Oncogenic conversion of normal cells by inactivated herpes simplex viruses

There are two genetically distinct subtypes of herpes simplex virus (HSV) endemic in human populations. Both Type 1 and Type 2 viruses induce several pathologic conditions and have now been associated with a variety of human neoplasias by serologic techniques.
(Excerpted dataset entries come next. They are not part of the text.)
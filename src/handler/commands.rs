//! The bot's commands and the registry wiring them together.

use std::sync::{Arc, Weak};

use async_trait::async_trait;
use tracing::{debug, info};

use super::{Command, CommandHandler, Handler, HandlerKind, HandlerRegistry, Recorder};
use crate::collaborators::AccountBinder;
use crate::config::Config;
use crate::error::{Error, Result};
use crate::interceptor::Interceptor;
use crate::model::{Illust, PostDestination, RankingMode};
use crate::postman::{post_illusts, Postman};
use crate::service::PixivService;

/// Everything the commands share.
pub struct CommandContext {
    pub service: Arc<PixivService>,
    pub config: Arc<Config>,
    pub postman: Arc<dyn Postman>,
    pub recorder: Arc<Recorder>,
    pub binder: Arc<dyn AccountBinder>,
}

impl CommandContext {
    async fn post(
        &self,
        illusts: &[Arc<Illust>],
        header: Option<String>,
        dest: &PostDestination,
    ) -> Result<Vec<u64>> {
        post_illusts(
            illusts,
            header,
            self.service.repo(),
            &self.config,
            self.postman.as_ref(),
            dest,
        )
        .await?;
        Ok(illusts.iter().map(|i| i.id).collect())
    }

    fn parse_count(&self, arg: Option<&String>) -> Result<usize> {
        let Some(arg) = arg else {
            return Ok(1);
        };
        let max = self.config.max_item_per_query;
        match arg.parse::<usize>() {
            Ok(count) if (1..=max).contains(&count) => Ok(count),
            _ => Err(Error::BadRequest(format!(
                "{arg} is not a valid count (1-{max})"
            ))),
        }
    }
}

fn parse_id(arg: &str) -> Result<u64> {
    arg.parse()
        .map_err(|_| Error::BadRequest(format!("{arg} is not a valid ID")))
}

/// Split `word... [count]`: a trailing number counts items when a word precedes it.
fn split_count(args: &[String]) -> (&[String], Option<&String>) {
    match args.split_last() {
        Some((last, rest)) if !rest.is_empty() && last.parse::<usize>().is_ok() => {
            (rest, Some(last))
        }
        _ => (args, None),
    }
}

/// `N` or `A-B`, both 1-based and inclusive.
fn parse_range(arg: &str) -> Option<(usize, usize)> {
    match arg.split_once('-') {
        Some((start, end)) => Some((start.trim().parse().ok()?, end.trim().parse().ok()?)),
        None => {
            let nth = arg.parse().ok()?;
            Some((nth, nth))
        }
    }
}

pub struct IllustCommand {
    ctx: Arc<CommandContext>,
}

#[async_trait]
impl Command for IllustCommand {
    type Args = u64;

    fn kind(&self) -> HandlerKind {
        HandlerKind::Illust
    }

    fn enabled(&self) -> bool {
        self.ctx.config.illust_query_enabled
    }

    async fn parse_args(&self, args: &[String], _dest: &PostDestination) -> Result<u64> {
        let arg = args
            .first()
            .ok_or_else(|| Error::BadRequest("Please give an illust ID".into()))?;
        parse_id(arg)
    }

    async fn execute(&self, illust_id: u64, dest: &PostDestination) -> Result<Vec<u64>> {
        let illust = self.ctx.service.illust_detail(illust_id).await?;
        self.ctx.post(&[illust], None, dest).await
    }
}

#[derive(Debug, Clone, Copy, PartialEq, Eq)]
pub struct RankingArgs {
    pub mode: RankingMode,
    pub range: (usize, usize),
}

pub struct RankingCommand {
    ctx: Arc<CommandContext>,
}

#[async_trait]
impl Command for RankingCommand {
    type Args = RankingArgs;

    fn kind(&self) -> HandlerKind {
        HandlerKind::Ranking
    }

    fn enabled(&self) -> bool {
        self.ctx.config.ranking.enabled
    }

    async fn parse_args(&self, args: &[String], _dest: &PostDestination) -> Result<RankingArgs> {
        let ranking = &self.ctx.config.ranking;
        let mut rest = args.iter();
        let mut next = rest.next();

        let mode = match next.map(|a| a.parse::<RankingMode>()) {
            Some(Ok(mode)) => {
                next = rest.next();
                mode
            }
            Some(Err(message)) if next.and_then(|a| parse_range(a)).is_none() => {
                return Err(Error::BadRequest(message));
            }
            _ => ranking.default_mode,
        };

        let range = match next {
            Some(arg) => parse_range(arg)
                .ok_or_else(|| Error::BadRequest(format!("{arg} is not a valid range")))?,
            None => ranking.default_range,
        };
        Ok(RankingArgs { mode, range })
    }

    async fn execute(&self, args: RankingArgs, dest: &PostDestination) -> Result<Vec<u64>> {
        let illusts = self
            .ctx
            .service
            .illust_ranking(args.mode, args.range)
            .await?;
        let (start, end) = args.range;
        let header = format!("{} ranking #{start}-{end}", args.mode);
        self.ctx.post(&illusts, Some(header), dest).await
    }
}

/// `random_illust <word...> [count]`
pub struct RandomIllustCommand {
    ctx: Arc<CommandContext>,
}

#[derive(Debug, Clone, PartialEq, Eq)]
pub struct WordArgs {
    pub word: String,
    pub count: usize,
}

#[async_trait]
impl Command for RandomIllustCommand {
    type Args = WordArgs;

    fn kind(&self) -> HandlerKind {
        HandlerKind::RandomIllust
    }

    fn enabled(&self) -> bool {
        self.ctx.config.random_illust.enabled
    }

    async fn parse_args(&self, args: &[String], _dest: &PostDestination) -> Result<WordArgs> {
        let (words, count) = split_count(args);
        if words.is_empty() {
            return Err(Error::BadRequest("Please give a keyword".into()));
        }
        Ok(WordArgs {
            word: words.join(" "),
            count: self.ctx.parse_count(count)?,
        })
    }

    fn set_count(&self, args: &mut WordArgs, count: usize) {
        args.count = count;
    }

    fn replay_args(&self, args: &WordArgs) -> Option<Vec<String>> {
        Some(vec![args.word.clone()])
    }

    async fn execute(&self, args: WordArgs, dest: &PostDestination) -> Result<Vec<u64>> {
        let illusts = self.ctx.service.random_illust(&args.word, args.count).await?;
        let header = format!("Here are some illusts for {}", args.word);
        self.ctx.post(&illusts, Some(header), dest).await
    }
}

/// `random_user_illust <name...> [count]`
pub struct RandomUserIllustCommand {
    ctx: Arc<CommandContext>,
}

#[async_trait]
impl Command for RandomUserIllustCommand {
    type Args = WordArgs;

    fn kind(&self) -> HandlerKind {
        HandlerKind::RandomUserIllust
    }

    fn enabled(&self) -> bool {
        self.ctx.config.random_user_illust.enabled
    }

    async fn parse_args(&self, args: &[String], _dest: &PostDestination) -> Result<WordArgs> {
        let (words, count) = split_count(args);
        if words.is_empty() {
            return Err(Error::BadRequest("Please give a user name".into()));
        }
        Ok(WordArgs {
            word: words.join(" "),
            count: self.ctx.parse_count(count)?,
        })
    }

    fn set_count(&self, args: &mut WordArgs, count: usize) {
        args.count = count;
    }

    fn replay_args(&self, args: &WordArgs) -> Option<Vec<String>> {
        Some(vec![args.word.clone()])
    }

    async fn execute(&self, args: WordArgs, dest: &PostDestination) -> Result<Vec<u64>> {
        let (user, illusts) = self
            .ctx
            .service
            .random_user_illust(&args.word, args.count)
            .await?;
        let header = format!("Here are some works by {}", user.name);
        self.ctx.post(&illusts, Some(header), dest).await
    }
}

/// `random_recommended [count]`
pub struct RandomRecommendedCommand {
    ctx: Arc<CommandContext>,
}

#[async_trait]
impl Command for RandomRecommendedCommand {
    type Args = usize;

    fn kind(&self) -> HandlerKind {
        HandlerKind::RandomRecommended
    }

    fn enabled(&self) -> bool {
        self.ctx.config.random_recommended_illust.enabled
    }

    async fn parse_args(&self, args: &[String], _dest: &PostDestination) -> Result<usize> {
        self.ctx.parse_count(args.first())
    }

    fn set_count(&self, args: &mut usize, count: usize) {
        *args = count;
    }

    fn replay_args(&self, _args: &usize) -> Option<Vec<String>> {
        Some(Vec::new())
    }

    async fn execute(&self, count: usize, dest: &PostDestination) -> Result<Vec<u64>> {
        let illusts = self.ctx.service.random_recommended_illust(count).await?;
        self.ctx
            .post(&illusts, Some("Here are some recommended illusts".into()), dest)
            .await
    }
}

#[derive(Debug, Clone, Copy, PartialEq, Eq)]
pub struct IdArgs {
    pub id: u64,
    pub count: usize,
}

#[derive(Debug, Clone, Copy, PartialEq, Eq)]
pub struct BookmarkArgs {
    /// Explicit account; `None` is resolved when the command runs.
    pub pixiv_user_id: Option<u64>,
    pub count: usize,
}

/// `random_bookmark [pixiv_user_id [count]]`
///
/// Without an id, the sender's bound account is used, then the configured
/// default account.
pub struct RandomBookmarkCommand {
    ctx: Arc<CommandContext>,
}

impl RandomBookmarkCommand {
    pub const NO_ACCOUNT: &'static str = "Invalid Pixiv account, or no Pixiv account bound";

    async fn resolve_user(&self, dest: &PostDestination) -> Result<Option<u64>> {
        if let Some(sender) = dest.user_id() {
            let bound = self
                .ctx
                .binder
                .get_binding(sender)
                .await
                .map_err(|e| Error::Transient(format!("account binding lookup failed: {e}")))?;
            if let Some(bound) = bound.filter(|id| *id != 0) {
                debug!(sender, pixiv_user_id = bound, "Using bound Pixiv account");
                return Ok(Some(bound));
            }
        }
        Ok(self.ctx.config.random_bookmark_user_id.filter(|id| *id != 0))
    }
}

#[async_trait]
impl Command for RandomBookmarkCommand {
    type Args = BookmarkArgs;

    fn kind(&self) -> HandlerKind {
        HandlerKind::RandomBookmark
    }

    fn enabled(&self) -> bool {
        self.ctx.config.random_bookmark.enabled
    }

    async fn parse_args(&self, args: &[String], _dest: &PostDestination) -> Result<BookmarkArgs> {
        let explicit = args.first().map(|a| parse_id(a)).transpose()?;
        let count = self.ctx.parse_count(args.get(1))?;
        Ok(BookmarkArgs {
            pixiv_user_id: explicit.filter(|id| *id != 0),
            count,
        })
    }

    fn set_count(&self, args: &mut BookmarkArgs, count: usize) {
        args.count = count;
    }

    fn replay_args(&self, args: &BookmarkArgs) -> Option<Vec<String>> {
        Some(args.pixiv_user_id.map(|id| id.to_string()).into_iter().collect())
    }

    async fn execute(&self, args: BookmarkArgs, dest: &PostDestination) -> Result<Vec<u64>> {
        let user_id = match args.pixiv_user_id {
            Some(id) => Some(id),
            None => self.resolve_user(dest).await?,
        };
        let user_id = user_id.ok_or_else(|| Error::BadRequest(Self::NO_ACCOUNT.into()))?;

        let illusts = self.ctx.service.random_bookmark(user_id, args.count).await?;
        self.ctx
            .post(&illusts, Some("Here is something from the bookmarks".into()), dest)
            .await
    }
}

/// `random_related [illust_id [count]]`
///
/// Without an id, works related to the last single illust sent here are chosen.
pub struct RandomRelatedCommand {
    ctx: Arc<CommandContext>,
}

impl RandomRelatedCommand {
    pub const NO_ILLUST: &'static str = "Which illust? Send one first or give its ID";
}

#[async_trait]
impl Command for RandomRelatedCommand {
    type Args = IdArgs;

    fn kind(&self) -> HandlerKind {
        HandlerKind::RandomRelated
    }

    fn enabled(&self) -> bool {
        self.ctx.config.random_related_illust.enabled
    }

    async fn parse_args(&self, args: &[String], dest: &PostDestination) -> Result<IdArgs> {
        let count = self.ctx.parse_count(args.get(1))?;
        let id = match args.first() {
            Some(arg) => parse_id(arg)?,
            None => self
                .ctx
                .recorder
                .get_response(dest)
                .ok_or_else(|| Error::BadRequest(Self::NO_ILLUST.into()))?,
        };
        Ok(IdArgs { id, count })
    }

    fn set_count(&self, args: &mut IdArgs, count: usize) {
        args.count = count;
    }

    fn replay_args(&self, args: &IdArgs) -> Option<Vec<String>> {
        Some(vec![args.id.to_string()])
    }

    async fn execute(&self, args: IdArgs, dest: &PostDestination) -> Result<Vec<u64>> {
        let illusts = self
            .ctx
            .service
            .random_related_illust(args.id, args.count)
            .await?;
        let header = format!("Here are some illusts related to {}", args.id);
        self.ctx.post(&illusts, Some(header), dest).await
    }
}

/// `more [count]`: repeat the last recordable request for this destination.
pub struct MoreCommand {
    ctx: Arc<CommandContext>,
    registry: Weak<HandlerRegistry>,
}

impl MoreCommand {
    pub const NO_REQUEST: &'static str = "You haven't sent a request yet";
}

#[async_trait]
impl Command for MoreCommand {
    type Args = usize;

    fn kind(&self) -> HandlerKind {
        HandlerKind::More
    }

    fn enabled(&self) -> bool {
        self.ctx.config.more_enabled
    }

    async fn parse_args(&self, args: &[String], _dest: &PostDestination) -> Result<usize> {
        self.ctx.parse_count(args.first())
    }

    async fn execute(&self, count: usize, dest: &PostDestination) -> Result<Vec<u64>> {
        let record = self
            .ctx
            .recorder
            .get_request(dest)
            .ok_or_else(|| Error::BadRequest(Self::NO_REQUEST.into()))?;
        let registry = self
            .registry
            .upgrade()
            .ok_or_else(|| Error::Unsupported("handlers are shutting down".into()))?;
        let handler = registry
            .get(record.kind)
            .ok_or_else(|| Error::BadRequest(Self::NO_REQUEST.into()))?;

        info!(command = %record.kind, args = ?record.args, count, "Replaying request");
        handler.replay(&record.args, count, dest).await?;
        Ok(Vec::new())
    }
}

/// Register every command. `interceptor` guards each of them.
#[must_use]
pub fn build_registry(ctx: Arc<CommandContext>, interceptor: Interceptor) -> Arc<HandlerRegistry> {
    Arc::new_cyclic(|weak| {
        fn wrap<C: Command>(
            command: C,
            ctx: &CommandContext,
            interceptor: &Interceptor,
        ) -> Arc<dyn Handler> {
            Arc::new(
                CommandHandler::new(command, Arc::clone(&ctx.postman), Arc::clone(&ctx.recorder))
                    .with_interceptor(interceptor.clone()),
            )
        }

        let mut registry = HandlerRegistry::new();
        let c = || Arc::clone(&ctx);
        registry.register(wrap(IllustCommand { ctx: c() }, &ctx, &interceptor));
        registry.register(wrap(RankingCommand { ctx: c() }, &ctx, &interceptor));
        registry.register(wrap(RandomIllustCommand { ctx: c() }, &ctx, &interceptor));
        registry.register(wrap(RandomUserIllustCommand { ctx: c() }, &ctx, &interceptor));
        registry.register(wrap(RandomRecommendedCommand { ctx: c() }, &ctx, &interceptor));
        registry.register(wrap(RandomBookmarkCommand { ctx: c() }, &ctx, &interceptor));
        registry.register(wrap(RandomRelatedCommand { ctx: c() }, &ctx, &interceptor));
        registry.register(wrap(
            MoreCommand {
                ctx: c(),
                registry: weak.clone(),
            },
            &ctx,
            &interceptor,
        ));
        registry
    })
}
Support for the oncogenic potential of these viruses derives from several observations: 1) Seroepidemiologic studies have consistently linked an increased incidence of neutralizing antibodies to HSV‐2 with the presence of cervical carcinoma; 2) The presence of antibody to early (non‐virion) herpesvirus antigens has been reported in patients with invasive cervical carcinoma and eight other neoplasias of the oral and genital area, but not in normal cases; 3) The presence of HSV‐2 antigens in exfoliating cervical carcinoma cells, recovery of a virus identified immunologically as HSV‐2 from virus‐free tumor cells maintained in culture, and the detection of a fragment of the HSV‐2 genome in cells from one cervical tumor associates the virus with chromosomes of neoplastic cells; 4) Equally significant are the multiple demonstrations that HSV‐1 and HSV‐2 can transform hamster, mouse, and human cells in culture to cells that can then establish permanent lines, contain virus nucleic acids, and express virus markers. These cells may be malignant when transplanted into histocompatible hosts. Taken together, these observations strongly associate herpes simplex viruses with a variety of human cancers and urge further study to resolve their role in etiology.